“Eu reconstruí a parte para eu trabalhar, para morar ainda não”, diz Marilanda Fagundes, 38 anos. Conhecida como Preta — apelido que também dá nome à peixaria que ela comanda há dez anos —, a pescadora teve que escolher entre reerguer a moradia ou o estabelecimento, após a enchente de maio de 2024 destruir seus dois bens. Em junho, completa quatro meses da reabertura da peixaria e um ano desde que Marilanda mora na casa de uma amiga.
“A gente tem que pagar as contas, ficamos três meses sem poder trabalhar e tive que fazer mais dívidas para poder reconstruir. Dei prioridade a fazer onde eu trabalho para depois ter onde morar.” Um dos pontos de comercialização de pescado mais conhecidos do Pontal da Barra, na praia do Laranjal, a Peixaria da Preta — assim como a casa de Marilanda, localizada nos fundos do local — foi completamente devastada.
A força da água da Lagoa dos Patos derrubou paredes, destruindo todos os móveis, eletrodomésticos e os oito freezers da peixaria. Oito meses antes, outra cheia já havia causado grandes perdas no negócio. “Quando tu já tinhas tudo, ter que reiniciar é bem complicado. Tu não sabe nem por onde começar e isso afeta a cabeça. Eu só fiquei calma no dia em que reabri”, relata. Até esse momento, foram meses extenuantes, física e mentalmente.

A peixaria e a case de Marilanda foram totalmente destruídas na enchente de maio de 2024. (Foto: Jô Folha)
O período mais complicado surge com o recuo da água e o retorno ao local. A limpeza e a necessidade de descartar pertences conquistados com anos de trabalho são comparadas por Preta a um luto. No segundo momento, foram semanas de uma empreitada árdua para a reconstrução da peixaria. “Eu tinha a opção de ficar esperando para ver o que poderia ser feito ou colocar a mão na massa e começar logo. Eu e meu esposo fizemos, literalmente, tijolinho por tijolinho”, diz.
Recomeço
Com muito esforço e contas feitas em ferragens locais, a peixaria abriu a tempo da safra do camarão. Além de obter os primeiros lucros após a reabertura, nesse período foram empregadas dez mulheres para o processo de limpeza do crustáceo. A reputação positiva do estabelecimento, por oferecer um bom atendimento e preços acessíveis, somada ao reconhecimento da resiliência da pescadora, contribui para ótimas vendas.

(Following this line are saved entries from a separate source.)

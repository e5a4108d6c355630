use crate::compression::rlew::RLEW_TAG;

const MIN_RUN: usize = 3;

pub(crate) fn words_to_bytes(words: &[u16]) -> Vec<u8> {
    words.iter().flat_map(|word| word.to_le_bytes()).collect()
}

/// Compresses `words` the way a well-behaved encoder would: runs of three or
/// more become tagged runs, and a literal tag word is always wrapped in a
/// run so the decoder never sees it bare.
pub(crate) fn compress(words: &[u16]) -> Vec<u8> {
    let declared = u16::try_from(words.len() * 2).expect("plane too large for RLEW");
    let mut out = vec![declared];
    let mut rest = words;
    while let Some(&value) = rest.first() {
        let run_len = rest
            .iter()
            .take(usize::from(u16::MAX))
            .take_while(|&&word| word == value)
            .count();
        if run_len >= MIN_RUN || value == RLEW_TAG {
            let count = u16::try_from(run_len).expect("run length is capped");
            out.extend([RLEW_TAG, count, value]);
        } else {
            out.extend(std::iter::repeat_n(value, run_len));
        }
        rest = &rest[run_len..];
    }
    words_to_bytes(&out)
}
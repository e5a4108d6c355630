#![no_main]

use c3dev::{
    assets::{AssetDomain, DirectoryFormat},
    compression::huffman::DICTIONARY_SIZE,
    config::GameConfig,
};
use libfuzzer_sys::fuzz_target;

fn body(root_dir: &std::path::Path) -> anyhow::Result<()> {
    let store = GameConfig::default().open_store(root_dir, AssetDomain::Graphics)?;
    let present: Vec<usize> = store.present_indices().collect();
    for index in present {
        if let Ok(Some(chunk)) = store.chunk(index) {
            assert_eq!(store.chunk(index)?, Some(chunk));
        }
    }
    Ok(())
}

fuzz_target!(|data: &[u8]| {
    let header_len = DirectoryFormat::GRAPHICS.byte_len();
    if data.len() < header_len + DICTIONARY_SIZE {
        return;
    }
    let (header_data, rest) = data.split_at(header_len);
    let (dict_data, graph_data) = rest.split_at(DICTIONARY_SIZE);
    let tempdir = tempfile::tempdir().unwrap();

    std::fs::write(tempdir.path().join("EGAHEAD.C3D"), header_data).unwrap();
    std::fs::write(tempdir.path().join("EGADICT.C3D"), dict_data).unwrap();
    std::fs::write(tempdir.path().join("EGAGRAPH.C3D"), graph_data).unwrap();

    let _ = body(tempdir.path());
});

Durante a safra do camarão, a empreendedora emprega dez mulheres do Pontal da Barra. (Foto: Jô Folha)
Nos finais de semana de verão, quando a movimentação de fregueses é mais intensa no Laranjal, a Peixaria da Preta comercializa entre R$ 5 mil e R$ 10 mil em camarão, linguado, corvina e tainha. No inverno, o lucro gira em torno de R$ 2 mil a R$ 3 mil por final de semana. “Quanto mais o público vem para a Barra, mais é um incentivo para eu continuar insistindo em fazer esse trabalho cada vez melhor. O que me mantém aqui não é só a minha vontade e a minha força, são os clientes.”
“Vamos na lagoa e colhemos o peixe”
Marilanda também atua ativamente no grupo de moradores do Pontal da Barra, que se mobiliza para cobrar da Prefeitura de Pelotas a construção de estruturas de contenção contra o avanço da lagoa, como quebra-mares. A menos de um mês da chegada do inverno e do período de chuvas mais intensas, as reivindicações ainda não foram atendidas.
Mesmo com a possibilidade de uma nova enchente ocorrer nos meses seguintes, ou anos, a empreendedora não repensa a reabertura da peixaria nem o plano de construir uma nova casa no Pontal da Barra. “Eles dizem para mim: ‘Preta, como tu consegues insistir numa coisa que foi atingida duas vezes?’ Não é que eu não tivesse vontade de desistir, eu tive. Mas, na cidade, as pessoas também passam por dificuldades diariamente.”

Marilanda comemora os quatro meses de reabertura da peixaria. (Foto: Jô Folha)
Para ela, a diferença entre as dificuldades enfrentadas em outro local da cidade e os danos causados por empreender em um ponto vulnerável a cheias é que, próximo à Lagoa dos Patos, ela consegue exercer sua independência financeira e alcançar a satisfação por meio do trabalho.
“Eu não tenho estudo, não ia conseguir emprego em lugar nenhum que me pagasse o que eu ganho. A gente tem uma vida estável através do que pescamos. Aqui, a gente vai ali [na lagoa], pesca, limpa, corta e entrega para o cliente.”